11th U.S. Women’s Amateur Four-Ball — Match Play Set
Charleston, S.C.
What you need to know — stroke play complete
- Lee & Oh set a championship record with their three-stroke medalist margin, the largest in event history. Their 12-under 132 is just four shy of the all-time 36-hole scoring record.
- The Stanford signees were bogey-free across 36 holes — the entire stroke-play portion played without a single dropped shot.
- Six of 13 exempt sides missed the cut, including Sydney Hackett/Melanie Walker, Anya Mathur/Ailis Tribolet, the Tilma sisters, the Johnson sisters, Olivia Duan/Catherine Rao, Ryann Honea/Emma Kaiser Bunch, and Lara Tennant/Ellen Port.

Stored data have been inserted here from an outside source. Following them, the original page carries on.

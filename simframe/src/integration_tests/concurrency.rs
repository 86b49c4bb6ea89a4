use std::thread;

use slog;

use crate::builder::FrameTreeBuilder;
use crate::state::{SnapshotState, State};
use crate::tree::FrameTree;
use crate::types::*;

const THREADS: usize = 8;

// A handful of bodies, each with a short chain of markers,
// so threads have overlapping ancestors to fight over.
fn skeleton() -> FrameTree {
    let root_log = slog::Logger::root(slog::Discard, o!());
    let mut builder = FrameTreeBuilder::new(&root_log);
    for b in 0..4 {
        let body = builder.add_grounded_frame(&format!("body_{}", b)).unwrap();
        let mut tip = body;
        for m in 0..3 {
            tip = builder
                .add_attached_frame(
                    &format!("marker_{}_{}", b, m),
                    tip,
                    Iso3::new(Vec3::new(0.1, 0.0, 0.02 * m as f64), Vec3::new(0.0, 0.0, 0.3)),
                )
                .unwrap();
        }
    }
    builder.freeze().unwrap()
}

fn posed_state(tree: &FrameTree) -> SnapshotState {
    let mut state = SnapshotState::new(tree);
    for frame in tree.frames() {
        if let Some(body) = frame.body() {
            let offset = body.0 as f64;
            state
                .set_body_pose(
                    body,
                    Iso3::new(Vec3::new(offset, -offset, 0.5), Vec3::new(0.1 * offset, 0.2, 0.0)),
                )
                .unwrap();
        }
    }
    state
}

#[test]
fn parallel_queries_agree_with_serial_ones() {
    let tree = skeleton();

    // Reference answers from a separate, single-threaded snapshot.
    let reference_state = posed_state(&tree);
    let ground = tree.ground_frame();
    let expected: Vec<Iso3> = tree
        .frames()
        .map(|frame| frame.find_transform_between(&reference_state, ground).unwrap())
        .collect();

    let state = posed_state(&tree);
    thread::scope(|scope| {
        for t in 0..THREADS {
            let tree = &tree;
            let state = &state;
            let expected = &expected;
            scope.spawn(move || {
                // Stagger the starting frame so threads collide on different entries.
                let frames: Vec<_> = tree.frames().collect();
                for i in 0..frames.len() * 4 {
                    let index = (i + t) % frames.len();
                    let got = frames[index]
                        .find_transform_between(state, tree.ground_frame())
                        .unwrap();
                    assert_relative_eq!(got, expected[index], epsilon = 1e-12);
                }
            });
        }
    });

    // Every frame was computed at least once; racing threads may
    // occasionally both compute the same entry, but never more
    // entries than frames are kept.
    let cache = state.transform_cache();
    assert!(cache.misses() >= tree.len());
    assert_eq!(cache.len(), tree.len());
}
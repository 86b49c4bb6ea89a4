use std::collections::HashMap;

use slog::Logger;

use crate::config::TreeConfig;
use crate::error::{FrameError, Result};
use crate::frame::{Frame, FrameId, FrameKind};
use crate::state::BodyIndex;
use crate::tree::FrameTree;
use crate::types::*;

pub const GROUND_NAME: &str = "ground";

enum PendingKind {
    Ground,
    Grounded { body: BodyIndex },
    // Parent may be wired up after the frame is added.
    Attached { parent: Option<FrameId>, offset: Iso3 },
}

struct PendingFrame {
    name: String,
    kind: PendingKind,
}

/// Assembles frames and their parent links, then freezes them into
/// an immutable `FrameTree`.
///
/// Structural problems (a frame never given a parent, a cycle of
/// parents, ...) are reported by `freeze`, never by later queries.
#[must_use]
pub struct FrameTreeBuilder {
    log: Logger,
    config: TreeConfig,
    frames: Vec<PendingFrame>,
    names: HashMap<String, FrameId>,
    num_bodies: usize,
}

impl FrameTreeBuilder {
    /// Starts out containing only the ground frame.
    pub fn new(parent_log: &Logger) -> FrameTreeBuilder {
        let mut builder = FrameTreeBuilder {
            log: parent_log.new(o!()),
            config: TreeConfig::default(),
            frames: Vec::new(),
            names: HashMap::new(),
            num_bodies: 0,
        };
        builder.frames.push(PendingFrame {
            name: GROUND_NAME.to_string(),
            kind: PendingKind::Ground,
        });
        builder.names.insert(GROUND_NAME.to_string(), FrameId::GROUND);
        builder
    }

    pub fn with_config(mut self, config: TreeConfig) -> Self {
        self.config = config;
        self
    }

    pub fn ground(&self) -> FrameId {
        FrameId::GROUND
    }

    /// Add a frame whose pose is read from the state.
    ///
    /// Bodies are numbered in the order their frames are added.
    pub fn add_grounded_frame(&mut self, name: &str) -> Result<FrameId> {
        let body = BodyIndex(self.num_bodies);
        let id = self.add(name, PendingKind::Grounded { body })?;
        self.num_bodies += 1;
        Ok(id)
    }

    /// Add a frame fixed to `parent` at `offset` (`X_PF`).
    pub fn add_attached_frame(&mut self, name: &str, parent: FrameId, offset: Iso3) -> Result<FrameId> {
        self.check_known(parent, name)?;
        self.add(
            name,
            PendingKind::Attached {
                parent: Some(parent),
                offset,
            },
        )
    }

    /// Add an attached frame whose parent will be set later with `set_parent`.
    pub fn add_unparented_frame(&mut self, name: &str, offset: Iso3) -> Result<FrameId> {
        self.add(
            name,
            PendingKind::Attached {
                parent: None,
                offset,
            },
        )
    }

    /// (Re)attach an attached frame to a new parent.
    pub fn set_parent(&mut self, frame: FrameId, new_parent: FrameId) -> Result<()> {
        let name = self.name_of(frame)?;
        self.check_known(new_parent, &name)?;
        match self.frames[frame.0].kind {
            PendingKind::Attached { ref mut parent, .. } => {
                *parent = Some(new_parent);
                debug!(self.log, "Set frame parent"; "frame" => name, "parent" => new_parent.0);
                Ok(())
            }
            _ => Err(FrameError::structural(
                name,
                "only attached frames can be given a parent",
            )),
        }
    }

    /// Validate the topology and produce the immutable tree.
    pub fn freeze(self) -> Result<FrameTree> {
        match self.validate() {
            Ok(frames) => {
                let tree = FrameTree::from_validated(
                    &self.log,
                    self.config,
                    frames,
                    self.names,
                    self.num_bodies,
                );
                info!(tree.log(), "Frozen frame tree"; "frames" => tree.len(), "bodies" => tree.num_bodies());
                Ok(tree)
            }
            Err(error) => {
                warn!(self.log, "Rejected frame tree"; "error" => format!("{}", error));
                Err(error)
            }
        }
    }

    fn validate(&self) -> Result<Vec<Frame>> {
        if !self.config.is_valid() {
            return Err(FrameError::invalid_config(format!(
                "unit_tolerance must be positive and finite, got {}",
                self.config.unit_tolerance
            )));
        }

        let mut frames = Vec::with_capacity(self.frames.len());
        for pending in &self.frames {
            let kind = match pending.kind {
                PendingKind::Ground => FrameKind::Ground,
                PendingKind::Grounded { body } => FrameKind::Grounded { body },
                PendingKind::Attached { parent: None, .. } => {
                    return Err(FrameError::structural(
                        pending.name.as_str(),
                        "attached frame was never given a parent",
                    ));
                }
                PendingKind::Attached {
                    parent: Some(parent),
                    offset,
                } => {
                    self.check_offset(&pending.name, &offset)?;
                    FrameKind::Attached { parent, offset }
                }
            };
            frames.push(Frame {
                name: pending.name.clone(),
                kind,
            });
        }

        self.check_acyclic(&frames)?;
        Ok(frames)
    }

    fn check_offset(&self, name: &str, offset: &Iso3) -> Result<()> {
        if !iso_is_finite(offset) {
            return Err(FrameError::degenerate(name, "offset is not finite"));
        }
        let norm = offset.rotation.coords.norm();
        if (norm - 1.0).abs() > self.config.unit_tolerance {
            return Err(FrameError::degenerate(
                name,
                format!("offset rotation has norm {}, not 1", norm),
            ));
        }
        Ok(())
    }

    // Each frame is walked at most once: a walk stops at the first frame
    // already known to reach a root, and fails if it meets its own path.
    fn check_acyclic(&self, frames: &[Frame]) -> Result<()> {
        #[derive(Clone, Copy, PartialEq)]
        enum Mark {
            Unvisited,
            OnPath,
            Done,
        }

        let mut marks = vec![Mark::Unvisited; frames.len()];
        let mut path = Vec::new();
        for start in 0..frames.len() {
            let mut next = Some(FrameId(start));
            while let Some(id) = next {
                match marks[id.0] {
                    Mark::Done => break,
                    Mark::OnPath => {
                        return Err(FrameError::structural(
                            frames[id.0].name.as_str(),
                            "parent chain forms a cycle",
                        ));
                    }
                    Mark::Unvisited => {
                        marks[id.0] = Mark::OnPath;
                        path.push(id);
                        next = frames[id.0].kind.parent();
                    }
                }
            }
            for id in path.drain(..) {
                marks[id.0] = Mark::Done;
            }
        }
        Ok(())
    }

    fn add(&mut self, name: &str, kind: PendingKind) -> Result<FrameId> {
        if self.names.contains_key(name) {
            return Err(FrameError::structural(name, "a frame with this name already exists"));
        }
        let id = FrameId(self.frames.len());
        self.frames.push(PendingFrame {
            name: name.to_string(),
            kind,
        });
        self.names.insert(name.to_string(), id);
        debug!(self.log, "Added frame"; "frame" => name, "id" => id.0);
        Ok(id)
    }

    fn name_of(&self, id: FrameId) -> Result<String> {
        self.frames
            .get(id.0)
            .map(|frame| frame.name.clone())
            .ok_or_else(|| FrameError::unknown_frame(format!("{:?}", id)))
    }

    fn check_known(&self, parent: FrameId, for_frame: &str) -> Result<()> {
        if parent.0 < self.frames.len() {
            Ok(())
        } else {
            Err(FrameError::structural(
                for_frame,
                format!("parent {:?} is not part of this model", parent),
            ))
        }
    }
}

- The cut at 3-under 141 is tied for the second-lowest cutline in championship history, behind only 139 at Oak Hills in 2024.
- 2025 runners-up Singh/Yun shot a Sunday 66 to climb into match play as the No. 17 seed — tied for the day’s low round.
- 32 sides advanced with no playoff required. Match play begins Monday at 9 AM EDT and concludes Wednesday with the 18-hole final.
Round 2: Lee & Oh Run Away With Medalist Honors
Sunny skies replaced Saturday’s rain at Daniel Island Club, and the leaderboard responded. Stanford signees Jude Lee (Walnut, Calif.) and Nikki Oh (Torrance, Calif.) backed up their Saturday 66 with a second consecutive 6-under 66 to take medalist honors at 12-under 132 — three strokes clear of the field, the largest medalist margin in U.S. Women’s Amateur Four-Ball history.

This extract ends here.